Tensions raised in Biden campaign over segregationist comments, letters: report

Supporters of Vice President Joe Biden’s campaign for president are reportedly at odds over how Biden should handle a newfound controversy over remarks that some Democrats saw as praise of segregationist senators whom Biden served with in the 1970s and ’80s.

In particular, Biden was chastised for remarking that former Sen. James Eastland (D-Miss.) never called him “boy,” only “son.”

{mosads}“You don’t joke about calling black men ‘boys,’ ” said Sen. Cory Booker (D-N.J.), a black Democrat and fellow contender for the party’s 2020 nomination for president. “Men like James O. Eastland used words like that, and the racist policies that accompanied them, to perpetuate white supremacy and strip black Americans of our very humanity.”

The Washington Post reported Thursday that some of Biden’s supporters are unsatisfied with the explanation the campaign gave Thursday for Biden’s remarks, in which he pointed to his working relationship with two Democratic senators who supported segregation, calling it an example of “civility.”

“I think he’s got to address it head on and show people what his line of thinking was,” Antjuan Seawright, a Democratic strategist close to Biden’s team in South Carolina, told the Post. “I don’t think they need to get off course with their strategy. I just think they have to address it as it comes up and move on.”

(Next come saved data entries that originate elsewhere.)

//! 主界面各面板

pub mod danger;
pub mod domain;
pub mod status;
pub mod subdomain;

use ratatui::{
    style::Modifier,
    widgets::{Block, Borders},
};

use crate::view::theme::Styles;

/// 带标题的面板边框，焦点面板高亮
fn panel_block(title: &str, focused: bool) -> Block<'_> {
    Block::default()
        .title(format!(" {title} "))
        .title_style(Styles::title().add_modifier(if focused {
            Modifier::BOLD
        } else {
            Modifier::empty()
        }))
        .borders(Borders::ALL)
        .border_style(Styles::border(focused))
}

Others reportedly argued that Biden misspoke and that he understands the historical pejorative use of the term “boy” toward African Americans.

“He just misspoke,” one adviser to the campaign told the Post. “The way Biden usually tells the story, he says Eastland didn’t call him ‘senator,’ he called him ‘son,’ ” the adviser said. “Eastland called him ‘boy’ and ‘son’ also. This was Eastland’s way of diminishing young senators.”

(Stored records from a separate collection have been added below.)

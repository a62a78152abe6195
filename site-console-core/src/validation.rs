//! Subdomain naming rules
//!
//! A candidate is normalized (trimmed, lowercased) and then checked in a fixed order;
//! the first failing rule decides the rejection. Nothing here touches the backend.

use serde::Serialize;
use thiserror::Error;

/// The one subdomain that can never be claimed.
pub const RESERVED_SUBDOMAIN: &str = "jpdigitalmarketingropar";

/// Minimum subdomain length, in characters.
pub const MIN_SUBDOMAIN_LEN: usize = 3;

/// Maximum subdomain length, in characters (a single DNS label).
pub const MAX_SUBDOMAIN_LEN: usize = 63;

/// Why a candidate subdomain was rejected.
#[derive(Error, Debug, Clone, Copy, PartialEq, Eq, Hash, Serialize)]
#[serde(rename_all = "snake_case")]
pub enum SubdomainRejection {
    #[error("Subdomain cannot be empty.")]
    Empty,

    #[error("Subdomain must be at least 3 characters long.")]
    TooShort,

    #[error("Subdomain cannot exceed 63 characters.")]
    TooLong,

    #[error("Subdomain can only contain lowercase letters, numbers, and hyphens.")]
    InvalidCharacters,

    #[error("Subdomain cannot start or end with a hyphen.")]
    EdgeHyphen,

    #[error("Subdomain cannot contain consecutive hyphens.")]
    ConsecutiveHyphens,

    #[error("The subdomain \"jpdigitalmarketingropar\" is already in use. Please choose a different name.")]
    Reserved,
}

/// Result of running the naming rules over a candidate.
#[derive(Debug, Clone, Copy, PartialEq, Eq, Serialize)]
#[serde(tag = "status", content = "reason", rename_all = "snake_case")]
pub enum ValidationOutcome {
    Valid,
    Invalid(SubdomainRejection),
}

impl ValidationOutcome {
    pub fn is_valid(self) -> bool {
        matches!(self, Self::Valid)
    }

    pub fn rejection(self) -> Option<SubdomainRejection> {
        match self {
            Self::Valid => None,
            Self::Invalid(reason) => Some(reason),
        }
    }
}

impl From<Result<(), SubdomainRejection>> for ValidationOutcome {
    fn from(result: Result<(), SubdomainRejection>) -> Self {
        match result {
            Ok(()) => Self::Valid,
            Err(reason) => Self::Invalid(reason),
        }
    }
}

/// Canonical form of a subdomain: trimmed and lowercased.
pub fn normalize(candidate: &str) -> String {
    candidate.trim().to_lowercase()
}

/// Run the naming rules over `candidate`.
pub fn validate(candidate: &str) -> ValidationOutcome {
    check(&normalize(candidate)).into()
}

fn check(name: &str) -> Result<(), SubdomainRejection> {
    if name.is_empty() {
        return Err(SubdomainRejection::Empty);
    }

    let len = name.chars().count();
    if len < MIN_SUBDOMAIN_LEN {
        return Err(SubdomainRejection::TooShort);
    }
    if len > MAX_SUBDOMAIN_LEN {
        return Err(SubdomainRejection::TooLong);
    }

    if !name
        .chars()
        .all(|c| c.is_ascii_lowercase() || c.is_ascii_digit() || c == '-')
    {
        return Err(SubdomainRejection::InvalidCharacters);
    }

    if name.starts_with('-') || name.ends_with('-') {
        return Err(SubdomainRejection::EdgeHyphen);
    }

    if name.contains("--") {
        return Err(SubdomainRejection::ConsecutiveHyphens);
    }

    if name == RESERVED_SUBDOMAIN {
        return Err(SubdomainRejection::Reserved);
    }

    Ok(())
}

Still, others argued that Biden should hold his ground on the issue and declare his support for maintaining civility on Capitol Hill.

“I encouraged campaign staff that I know to say: ‘Don’t back off on this. This is precisely why you’re the right guy in the right place at the right time.’ And I was glad to see that he didn’t,” Dave O’Brien, a Democratic activist in Iowa, told the Post.

“You know that some of the other issues, he’s got to evolve with the times, which he has,” O’Brien told the Post. “But there are points where you need to make a stand, so I was very glad to see him not back off on this issue.”

The Hill has reached out to Biden’s campaign for comment on the internal divisions over his remarks. On Thursday, campaign spokeswoman Symone Sanders called attacks from Biden’s fellow 2020 contenders “disingenuous.”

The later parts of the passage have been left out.